Wednesday, June 27, 2007

My job makes me FAT

So nowadays, is being fat a weakness, a sin, or an illness?

I've always figured I get fat because I like to eat ten-cookie stacks of Strawberry Milkshake Oreos, entire jars of guacamole dip, towers of Texas toast.... You know, sufficient quantity of stuff that tastes good.

I have met skinny people who will eat one cookie and pretend that's all they want.

Liars.

It's impossible.

Just one celery stick - ok. That's do-able. But when food is laden with sugar and fat, a normal person will elbow aside his or her fellow beings and FEED. This natural, pure behavior is obvious before we are burdened with the expectations of society.

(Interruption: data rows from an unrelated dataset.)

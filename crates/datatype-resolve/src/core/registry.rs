//! Priority-ordered registry of type descriptors.
//!
//! The registry maps each lowercased name (canonical names and aliases
//! alike) to an ordered bucket of competing implementations. Buckets keep a
//! stable total order: descending priority first, then registration
//! sequence, so equal-priority implementations are both retained and the
//! earlier registration wins resolution.
//!
//! Interior mutability lets callers share one registry across threads
//! without their own locking; `register` holds the write lock across the
//! whole read-modify-write, so concurrent registrations under the same name
//! cannot lose updates.

use std::collections::{BTreeMap, HashMap};
use std::fmt;
use std::sync::Arc;

use parking_lot::RwLock;
use serde::Serialize;
use tracing::debug;

use crate::core::traits::DataType;

/// Constructor for a fresh, unconfigured type instance.
pub type TypeConstructor = fn() -> Box<dyn DataType>;

/// Registration record for one type implementation.
///
/// Built by probing a fresh default instance for its canonical name,
/// aliases, and priority; immutable once registered.
#[derive(Clone)]
pub struct TypeDescriptor {
    kind: &'static str,
    name: String,
    aliases: Vec<String>,
    priority: i32,
    constructor: TypeConstructor,
}

impl TypeDescriptor {
    /// Build a descriptor by probing one fresh instance from `constructor`.
    ///
    /// The canonical name and every alias are lowercased here, so registry
    /// keys are lowercase by construction.
    pub fn probe(constructor: TypeConstructor) -> Self {
        let instance = constructor();
        Self {
            kind: instance.kind(),
            name: instance.name().to_lowercase(),
            aliases: instance
                .aliases()
                .iter()
                .map(|alias| alias.to_lowercase())
                .collect(),
            priority: instance.priority(),
            constructor,
        }
    }

    /// Implementation kind label (e.g. `VarcharType`).
    pub fn kind(&self) -> &'static str {
        self.kind
    }

    /// Canonical lowercase name.
    pub fn name(&self) -> &str {
        &self.name
    }

    /// Lowercased aliases.
    pub fn aliases(&self) -> &[String] {
        &self.aliases
    }

    /// Rank among implementations sharing a name; higher wins.
    pub fn priority(&self) -> i32 {
        self.priority
    }

    /// Construct a fresh, unconfigured instance.
    pub fn instantiate(&self) -> Box<dyn DataType> {
        (self.constructor)()
    }

    /// Canonical name plus aliases, all lowercase.
    fn lookup_names(&self) -> impl Iterator<Item = &str> {
        std::iter::once(self.name.as_str()).chain(self.aliases.iter().map(String::as_str))
    }
}

impl fmt::Debug for TypeDescriptor {
    fn fmt(&self, f: &mut fmt::Formatter<'_>) -> fmt::Result {
        f.debug_struct("TypeDescriptor")
            .field("kind", &self.kind)
            .field("name", &self.name)
            .field("aliases", &self.aliases)
            .field("priority", &self.priority)
            .finish()
    }
}

/// Serializable summary of one registered implementation, for introspection
/// and diagnostics output.
#[derive(Debug, Clone, PartialEq, Eq, Serialize)]
pub struct DescriptorSummary {
    /// Implementation kind label.
    pub kind: &'static str,
    /// Declared priority.
    pub priority: i32,
}

struct Entry {
    sequence: u64,
    descriptor: Arc<TypeDescriptor>,
}

#[derive(Default)]
struct RegistryInner {
    buckets: HashMap<String, Vec<Entry>>,
    next_sequence: u64,
}

/// Registry of competing type implementations keyed by lowercased name.
#[derive(Default)]
pub struct TypeRegistry {
    inner: RwLock<RegistryInner>,
}

impl TypeRegistry {
    /// Create a new empty registry.
    pub fn new() -> Self {
        Self::default()
    }

    /// Insert a descriptor under its canonical name and every alias.
    ///
    /// Re-registering an implementation kind already present under a name
    /// replaces that entry in place instead of producing a duplicate; its
    /// original registration sequence is kept, so bucket order is stable
    /// across repeated registrations.
    pub fn register(&self, descriptor: TypeDescriptor) {
        debug!(
            kind = descriptor.kind(),
            name = descriptor.name(),
            priority = descriptor.priority(),
            "registering data type"
        );
        let descriptor = Arc::new(descriptor);
        let mut inner = self.inner.write();
        inner.next_sequence += 1;
        let sequence = inner.next_sequence;

        for name in descriptor.lookup_names() {
            let bucket = inner.buckets.entry(name.to_string()).or_default();
            match bucket
                .iter_mut()
                .find(|entry| entry.descriptor.kind() == descriptor.kind())
            {
                Some(entry) => entry.descriptor = Arc::clone(&descriptor),
                None => bucket.push(Entry {
                    sequence,
                    descriptor: Arc::clone(&descriptor),
                }),
            }
            // Stable total order: priority descending, registration sequence
            // ascending. Equal-priority entries both survive.
            bucket.sort_by(|a, b| {
                b.descriptor
                    .priority()
                    .cmp(&a.descriptor.priority())
                    .then(a.sequence.cmp(&b.sequence))
            });
        }
    }

    /// Remove the entire bucket for `name`: every competing implementation
    /// registered under that name, not just one.
    ///
    /// Aliases are separate buckets and are not touched.
    pub fn unregister(&self, name: &str) -> bool {
        let key = name.to_lowercase();
        let removed = self.inner.write().buckets.remove(&key).is_some();
        if removed {
            debug!(name = %key, "unregistered data type bucket");
        }
        removed
    }

    /// Highest-priority descriptor registered under `name`, if any.
    pub fn lookup(&self, name: &str) -> Option<Arc<TypeDescriptor>> {
        self.inner
            .read()
            .buckets
            .get(&name.to_lowercase())
            .and_then(|bucket| bucket.first())
            .map(|entry| Arc::clone(&entry.descriptor))
    }

    /// Full ordered bucket for `name`, best candidate first.
    pub fn candidates(&self, name: &str) -> Vec<Arc<TypeDescriptor>> {
        self.inner
            .read()
            .buckets
            .get(&name.to_lowercase())
            .map(|bucket| {
                bucket
                    .iter()
                    .map(|entry| Arc::clone(&entry.descriptor))
                    .collect()
            })
            .unwrap_or_default()
    }

    /// Whether any implementation is registered under `name`.
    pub fn contains(&self, name: &str) -> bool {
        self.inner
            .read()
            .buckets
            .contains_key(&name.to_lowercase())
    }

    /// Read-only snapshot of the full mapping, buckets in resolution order.
    pub fn list(&self) -> BTreeMap<String, Vec<DescriptorSummary>> {
        self.inner
            .read()
            .buckets
            .iter()
            .map(|(name, bucket)| {
                let summaries = bucket
                    .iter()
                    .map(|entry| DescriptorSummary {
                        kind: entry.descriptor.kind(),
                        priority: entry.descriptor.priority(),
                    })
                    .collect();
                (name.clone(), summaries)
            })
            .collect()
    }

    /// Number of registered names (buckets).
    pub fn len(&self) -> usize {
        self.inner.read().buckets.len()
    }

    /// Whether no names are registered.
    pub fn is_empty(&self) -> bool {
        self.inner.read().buckets.is_empty()
    }
}

impl fmt::Debug for TypeRegistry {
    fn fmt(&self, f: &mut fmt::Formatter<'_>) -> fmt::Result {
        let inner = self.inner.read();
        let mut names: Vec<&str> = inner.buckets.keys().map(String::as_str).collect();
        names.sort_unstable();
        f.debug_struct("TypeRegistry").field("names", &names).finish()
    }
}
//! Binary, identifier, and document column types.

use super::declare_type;

declare_type! {
    /// Binary data columns.
    BlobType {
        name: "blob",
        aliases: ["bytea", "binary", "varbinary", "image", "longblob"],
    }
}

declare_type! {
    /// UUID/GUID columns.
    UuidType {
        name: "uuid",
        aliases: ["uniqueidentifier", "guid"],
    }
}

declare_type! {
    /// XML document columns.
    XmlType {
        name: "xml",
    }
}
//! # datatype-resolve
//!
//! Column-type resolution for database schema migration tooling.
//!
//! Maps raw textual column-type descriptions (from changelogs or live
//! schema introspection) to concrete, parameterized type implementations:
//!
//! - **Description grammar** `name(params){props}` parsed in one lexical pass
//! - **Priority-ordered registry** of competing implementations per name,
//!   with case-insensitive lookup across canonical names and aliases
//! - **Configured instances** carrying positional parameters and properties
//! - **Fallback representation** preserving unrecognized names instead of
//!   failing
//!
//! ## Example
//!
//! ```rust
//! use datatype_resolve::{AnsiDialect, TypeResolver};
//!
//! let resolver = TypeResolver::with_builtins();
//!
//! let ty = resolver.from_description("VARCHAR(255)")?;
//! assert_eq!(ty.name(), "varchar");
//! assert_eq!(ty.parameters(), ["255"]);
//!
//! let unknown = resolver.from_description("frobnicate")?;
//! assert_eq!(unknown.name(), "frobnicate");
//!
//! assert_eq!(resolver.true_literal(&AnsiDialect)?, "TRUE");
//! # Ok::<(), datatype_resolve::ResolveError>(())
//! ```

pub mod core;
pub mod error;
pub mod parse;
pub mod resolver;
pub mod types;

// Re-exports for convenient access
pub use crate::core::{
    AnsiDialect, DataType, DescriptorProvider, DescriptorSummary, Dialect, ScalarValue,
    TypeConfig, TypeConstructor, TypeDescriptor, TypeRegistry, PRIORITY_DEFAULT, PRIORITY_DIALECT,
};
pub use error::{BoxError, ResolveError, Result};
pub use parse::{parse_description, ParsedDescription};
pub use resolver::{default_resolver, reset_default_resolver, TypeResolver};
pub use types::{builtin_descriptors, UnknownType};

Put a cookie down between two hungry toddlers and watch what happens. Now try it with a piece of lettuce. After the initial taste, which will become a slobbery object of contention and which will be dropped in the dirt and trodden underfoot?

Over the last few years, I've been so pleased to discover my weight isn't actually due to gluttony. I'm fat because of viruses, genetics, screwy medical problems, my state of mind, drugs, because doctors lied to me, and other interesting causes.

Mainly, however, I blame my job. My profession requires that I hunker over a computer keyboard all day with my only movement being an occasional, full-body fear-twitch when the phone shrills in my ear. Since I've been working in this position for a year now, and since the position involves me not changing my position, I've gained 15 pounds. I have not gotten any taller. Just more round.

I've also discovered that the 50-something body does not retain fluidity after maintaining the same pose for several hours. Instead of unfolding gracefully from my chair, stretching, and bounding like a gazelle to the ladies room, I push back from the desk, straighten my legs and lurch upwards and sideways, staggering and scrabbling at the desktop to maintain my balance with the musical accompaniment of cascading CD's, pens, hand-sanitizer, and scissors. I limp to the ladies room. The return trip involves dragging myself up along the stair rail accompanied by upper body muscle strain and rotator cuff tears. When I went to the doc a few weeks ago with hip pain, she cheerfully told me I have congenital hip dysplasia - I thought only dogs got that. I never had hip weirdness before I took this job, congenital or not.

So last weekend, I bought a Sunbeam kitchen timer at Wal-Mart. It ticks like a cartoon bomb and has an old-fashioned alarm-clock clapper. Loud and scary as hell.

Every 58 minutes or so, I levitate out of the chair, startled and adrenilized, to reach for my lower extremities and attempt body twists. As my spine regains the ability to bend more than 30 degrees, I plan to add some tai chi and yoga, but no scrabbling about on the floor which has not been cleaned in the year I've worked here. My heart rate spikes sharply when that alarm goes off so I know my pulse rate is being elevated. Surely this much additional movement will encourage weight loss - unless....

Wonder if being frightened make you fat?